Cite as: Keith M. Lundin, Lundin On Chapter 13, § 160.1, at ¶ ____, LundinOnChapter13.com (last visited __________).
11 U.S.C. § 1328(b) permits discharge in a Chapter 13 case “at any time after the confirmation of the plan” if three conditions are met: (1) the debtor’s failure to complete payments under the plan is due to circumstances “for which the debtor should not justly be held accountable”; (2) the debtor has satisfied the best-interests-of-creditors test by distributions under the plan to unsecured claim holders with a present value of not less than what unsecured claim holders would have been paid in a liquidation under Chapter 7; and (3) modification of the plan under § 1329 “is not practicable.”1 The three conditions in § 1328(b) are cumulative—to be entitled to a so-called hardship discharge, the debtor must demonstrate all three conditions.2
The debtor initiates discharge before completion of payments by filing a motion.3 Although Bankruptcy Rule 7001 defines an adversary proceeding to include a proceeding “to object to . . . a discharge,”4 it is generally held that a motion for hardship discharge is sufficient and objections to a hardship discharge need not be filed as an adversary proceeding.5 Some courts hold a hearing on every request under § 1328(b); other courts hold a hearing only if a timely written objection is filed after notice of the debtor’s motion.
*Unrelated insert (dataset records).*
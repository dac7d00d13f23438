use thiserror::Error;

use super::common::RemoteError;

#[derive(Debug, Error)]
pub enum ApiError {
    #[error("HTTP request failed: {0}")]
    Request(#[from] reqwest::Error),

    #[error("Portal returned HTTP {status}: {message}")]
    Http { status: u16, message: String },

    #[error("Invalid URL: {0}")]
    InvalidUrl(String),

    #[error("Failed to parse response: {0}")]
    MalformedResponse(String),

    #[error("Authentication failed: {0}")]
    Auth(RemoteError),

    #[error("Request rejected: {0}")]
    Remote(RemoteError),

    #[error("Service creation rejected: {0}")]
    Provision(RemoteError),

    #[error("Layer mirroring failed: {message} (layers not mirrored: {unmirrored:?})")]
    Mirror {
        message: String,
        unmirrored: Vec<String>,
    },

    #[error("Feature edit rejected: {0}")]
    Mutation(RemoteError),

    #[error("JSON encoding failed: {0}")]
    Encode(#[from] serde_json::Error),

    #[error("IO error: {0}")]
    Io(#[from] std::io::Error),
}

pub type Result<T> = std::result::Result<T, ApiError>;

impl ApiError {
    /// Network or HTTP-level failure, as opposed to a rejection carried in a response body.
    pub fn is_transport(&self) -> bool {
        matches!(self, ApiError::Request(_) | ApiError::Http { .. })
    }

    /// True when the caller should re-authenticate before retrying.
    pub fn is_auth(&self) -> bool {
        matches!(self, ApiError::Auth(_))
    }

    /// The portal's error object, when the failure carried one.
    pub fn remote(&self) -> Option<&RemoteError> {
        match self {
            ApiError::Auth(e)
            | ApiError::Remote(e)
            | ApiError::Provision(e)
            | ApiError::Mutation(e) => Some(e),
            _ => None,
        }
    }
}
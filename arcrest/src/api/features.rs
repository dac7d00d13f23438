//! Feature edits and queries against a single layer

use serde::{Deserialize, Serialize};
use serde_json::{Map, Value};

use super::client::Portal;
use super::common::{check_response, decode, null_as_default, FormParams, RemoteError};
use super::error::{ApiError, Result};
use super::session::Session;

pub const DEFAULT_DELETE_WHERE: &str = "ObjectId>0";

/// A feature as sent to `addFeatures` and returned by `query`
#[derive(Debug, Clone, PartialEq, Default, Serialize, Deserialize)]
pub struct FeatureRecord {
    #[serde(default)]
    pub attributes: Map<String, Value>,
    #[serde(default, skip_serializing_if = "Option::is_none")]
    pub geometry: Option<Value>,
}

impl FeatureRecord {
    pub fn new(attributes: Map<String, Value>) -> Self {
        Self {
            attributes,
            geometry: None,
        }
    }

    pub fn with_geometry(mut self, geometry: Value) -> Self {
        self.geometry = Some(geometry);
        self
    }
}

/// Per-feature outcome of an edit
#[derive(Debug, Clone, PartialEq, Serialize, Deserialize)]
#[serde(rename_all = "camelCase")]
pub struct EditResult {
    pub object_id: Option<i64>,
    pub global_id: Option<String>,
    #[serde(default)]
    pub success: bool,
    pub error: Option<RemoteError>,
}

#[derive(Debug, Clone, PartialEq, Serialize, Deserialize)]
#[serde(rename_all = "camelCase")]
pub struct AddResult {
    pub add_results: Vec<EditResult>,
}

#[derive(Debug, Clone, PartialEq, Serialize, Deserialize)]
#[serde(rename_all = "camelCase")]
pub struct DeleteResult {
    pub delete_results: Vec<EditResult>,
}

fn failures(results: &[EditResult]) -> Vec<&EditResult> {
    results.iter().filter(|r| !r.success).collect()
}

impl AddResult {
    pub fn succeeded(&self) -> usize {
        self.add_results.iter().filter(|r| r.success).count()
    }

    pub fn failures(&self) -> Vec<&EditResult> {
        failures(&self.add_results)
    }
}

impl DeleteResult {
    pub fn succeeded(&self) -> usize {
        self.delete_results.iter().filter(|r| r.success).count()
    }

    pub fn failures(&self) -> Vec<&EditResult> {
        failures(&self.delete_results)
    }
}

#[derive(Debug, Clone)]
pub struct QueryParams {
    pub where_clause: String,
    pub out_fields: String,
    pub return_geometry: bool,
}

impl Default for QueryParams {
    fn default() -> Self {
        Self {
            where_clause: "1=1".to_string(),
            out_fields: "*".to_string(),
            return_geometry: true,
        }
    }
}

impl QueryParams {
    pub fn new(where_clause: impl Into<String>) -> Self {
        Self {
            where_clause: where_clause.into(),
            ..Default::default()
        }
    }

    pub fn with_out_fields(mut self, out_fields: impl Into<String>) -> Self {
        self.out_fields = out_fields.into();
        self
    }

    pub fn without_geometry(mut self) -> Self {
        self.return_geometry = false;
        self
    }
}

#[derive(Debug, Clone, PartialEq, Deserialize)]
#[serde(rename_all = "camelCase")]
pub struct FeatureSet {
    pub object_id_field_name: Option<String>,
    pub geometry_type: Option<String>,
    pub spatial_reference: Option<Value>,
    #[serde(default, deserialize_with = "null_as_default")]
    pub fields: Vec<Value>,
    pub features: Vec<FeatureRecord>,
    #[serde(default)]
    pub exceeded_transfer_limit: bool,
}

#[derive(Debug, Deserialize)]
struct CountResponse {
    count: Option<u64>,
}

/// Features API for one layer URL
///
/// The token is attached only when a session is present; public-write layers
/// accept anonymous edits.
pub struct FeaturesApi<'a> {
    portal: &'a Portal,
    layer_url: String,
    session: Option<&'a Session>,
}

impl<'a> FeaturesApi<'a> {
    pub fn new(portal: &'a Portal, layer_url: &str, session: Option<&'a Session>) -> Self {
        Self {
            portal,
            layer_url: layer_url.trim_end_matches('/').to_string(),
            session,
        }
    }

    pub fn layer_url(&self) -> &str {
        &self.layer_url
    }

    fn form(&self) -> FormParams {
        FormParams::format("json").add_optional("token", self.session.map(Session::token))
    }

    async fn post(&self, operation: &str, form: FormParams) -> Result<Value> {
        let url = format!("{}/{}", self.layer_url, operation);
        let value = self.portal.post(&url, &form).await?;
        check_response(value, ApiError::Mutation)
    }

    /// POST {layerUrl}/addFeatures
    pub async fn add(&self, features: &[FeatureRecord]) -> Result<AddResult> {
        let form = self.form().add_json("features", features)?;
        let value = self.post("addFeatures", form).await?;
        if value.get("addResults").is_none() {
            return Err(ApiError::Mutation(RemoteError::missing_field("addResults")));
        }
        let result: AddResult = decode(value, "addFeatures response")?;
        tracing::info!(
            "Added {}/{} feature(s) to {}",
            result.succeeded(),
            features.len(),
            self.layer_url
        );
        Ok(result)
    }

    /// POST {layerUrl}/deleteFeatures
    ///
    /// `where_clause` goes to the service verbatim; it is not sanitized here.
    pub async fn delete(&self, where_clause: &str) -> Result<DeleteResult> {
        let form = self.form().add("where", where_clause);
        let value = self.post("deleteFeatures", form).await?;
        if value.get("deleteResults").is_none() {
            return Err(ApiError::Mutation(RemoteError::missing_field("deleteResults")));
        }
        let result: DeleteResult = decode(value, "deleteFeatures response")?;
        tracing::info!(
            "Deleted {} feature(s) from {} where {}",
            result.succeeded(),
            self.layer_url,
            where_clause
        );
        Ok(result)
    }

    /// Delete every feature with a positive object id.
    pub async fn delete_all(&self) -> Result<DeleteResult> {
        self.delete(DEFAULT_DELETE_WHERE).await
    }

    /// POST {layerUrl}/query
    pub async fn query(&self, params: &QueryParams) -> Result<FeatureSet> {
        let form = self
            .form()
            .add("where", &params.where_clause)
            .add("outFields", &params.out_fields)
            .add("returnGeometry", params.return_geometry);
        let url = format!("{}/query", self.layer_url);
        let value = self.portal.post(&url, &form).await?;
        let value = check_response(value, ApiError::Remote)?;
        decode(value, "query response")
    }

    /// POST {layerUrl}/query with returnCountOnly=true
    pub async fn count(&self, where_clause: &str) -> Result<u64> {
        let form = self
            .form()
            .add("where", where_clause)
            .add("returnCountOnly", true);
        let url = format!("{}/query", self.layer_url);
        let value = self.portal.post(&url, &form).await?;
        let value = check_response(value, ApiError::Remote)?;
        let response: CountResponse = decode(value, "count response")?;
        response.count.ok_or_else(|| {
            ApiError::MalformedResponse("count response did not include `count`".to_string())
        })
    }
}
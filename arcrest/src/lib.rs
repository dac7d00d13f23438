//! Client for ArcGIS Online and Portal for ArcGIS
//!
//! Authenticates against a portal, searches its content, and mirrors hosted
//! feature services: a source service's definition is reduced to a
//! create-parameters template, a new service is provisioned from it and the
//! source layers are replayed onto the new service in one request.

pub mod api;
pub mod config;

pub use api::{ApiError, FeatureLayerHandle, FeatureServiceHandle, Portal, Result, Session};
pub use config::{ConfigError, PortalConfig};
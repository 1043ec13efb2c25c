//! Trackers and toy events on the six-layer barrel

use siltrack::common::simulation::{EventGenerator, TrackSpec};
use siltrack::detector::ClusterInput;
use siltrack::{EventInput, GeometryDescription, Seed, Tracker, TrackerConfig};

/// Radius at which outer-detector seeds are placed [cm]
pub const SEED_RADIUS: f64 = 50.0;

/// Default configuration without energy loss (toy tracks lose none)
pub fn quiet_config() -> TrackerConfig {
    TrackerConfig::builder().energy_loss(false).build()
}

/// Tracker on the six-layer barrel
pub fn barrel_tracker(config: TrackerConfig) -> Tracker {
    Tracker::from_description(&GeometryDescription::six_layer_barrel(), config)
        .expect("barrel tracker")
}

pub fn generator(tracker: &Tracker) -> EventGenerator {
    EventGenerator::new(tracker.detector())
}

/// Exact clusters of a track
pub fn clusters(tracker: &Tracker, spec: &TrackSpec) -> Vec<ClusterInput> {
    generator(tracker).clusters(spec).expect("track reaches the detector")
}

/// Exact seed at [`SEED_RADIUS`]
pub fn seed(tracker: &Tracker, spec: &TrackSpec, quality: f64) -> Seed {
    generator(tracker)
        .seed(spec, SEED_RADIUS, quality)
        .expect("seed radius reachable")
}

/// Event with one seeded track and its exact clusters
pub fn single_track_event(tracker: &Tracker, spec: &TrackSpec) -> EventInput {
    EventInput::new(clusters(tracker, spec), vec![seed(tracker, spec, 1.0)], None)
}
It has been held that the debtor has an affirmative obligation to come forward with evidence that the failure to complete payments is due to circumstances beyond the debtor’s control, that the best-interests-of-creditors test is satisfied, and that modification is not practicable.6 Applying this view, one court held that the trustee’s written report in support of the debtor’s request for a hardship discharge was not sufficient—the debtor must specifically prove each of the § 1328(b) conditions.7 Other courts require the debtor to come forward with evidence only upon objection to hardship discharge by a party in interest.
The hardship discharge under § 1328(b) is a liberalized version of § 661 (11 U.S.C. § 1061) of the former Bankruptcy Act, which permitted a discharge after three years after confirmation when the debtor had failed to complete payments under the plan “due to circumstances for which he could not be justly held accountable.” Section 1328(b) of the Code makes a hardship discharge available anytime after confirmation.
1 11 U.S.C. § 1328(b). See In re Cummins, 266 B.R. 852, 855 (Bankr. N.D. Iowa 2001) (“[T]o qualify for a hardship discharge, Debtors must persuade the Court that they satisfy each subsection of 1328(b).”); In re Marrero, 7 B.R. 589 (Bankr. D.P.R. 1980) (There are three standards for hardship discharge: (1) failure to complete the plan is due to factors beyond the debtor’s control; (2) granting of the discharge meets the “best-interests” test; (3) modification of the plan is not practicable. Debtor who had not started payments under a plan did not qualify for hardship discharge.).
2 See In re White, 126 B.R. 542 (Bankr. N.D. Ill. 1991) (Court denied hardship discharge when modification of plan was not possible, but debtor failed to present evidence that the value of property actually distributed under the plan to unsecured creditors was equal to or greater than the amount that unsecured creditors would have received if debtor had been liquidated at the filing, and the nature, extent and degree of severity of the debtor’s physical incapacity was not of such permanence as to justify hardship discharge.).
3 See § 343.1 [ Timing and Procedure for Discharge and Objecting to Discharge ] § 156.1 Timing and Procedure for Discharge and Objecting to Discharge. See, e.g., In re Solano, 234 B.R. 428 (Bankr. E.D. Ark. 1999) (“Motion for Discharge” that failed to establish the three conditions for hardship discharge in § 1328(a) is denied. Debtor is ordered to modify the plan to allow the plan to complete within 60 months, else case will be dismissed.).
4 Fed. R. Bankr. P. 7001(4).
5 See In re Nelson, 135 B.R. 304, 307 (Bankr. N.D. Ill. 1991) (“[O]bjections to a hardship discharge are not required to be filed as an adversary proceeding. There is nothing in the Bankruptcy Code or the Federal Rules of Bankruptcy Procedure which require [sic] objections to a hardship discharge to be filed as an adversary complaint. . . . Instead a motion for a hardship discharge initiates a contested matter.”).
6 In re Schleppi, 103 B.R. 901 (Bankr. S.D. Ohio 1989). Accord In re Nelson, 135 B.R. 304 (Bankr. N.D. Ill. 1991) (The debtor has the burden to persuade the court that all of the three conditions in § 1328(b) are present.); In re White, 126 B.R. 542 (Bankr. N.D. Ill. 1991) (Debtors failed to present any evidence to establish that the value of property actually distributed under the plan to unsecured creditors was equal to or greater than the amount that unsecured creditors would have received if debtors had been liquidated at the filing.).
7 In re Schleppi, 103 B.R. 901 (Bankr. S.D. Ohio 1989).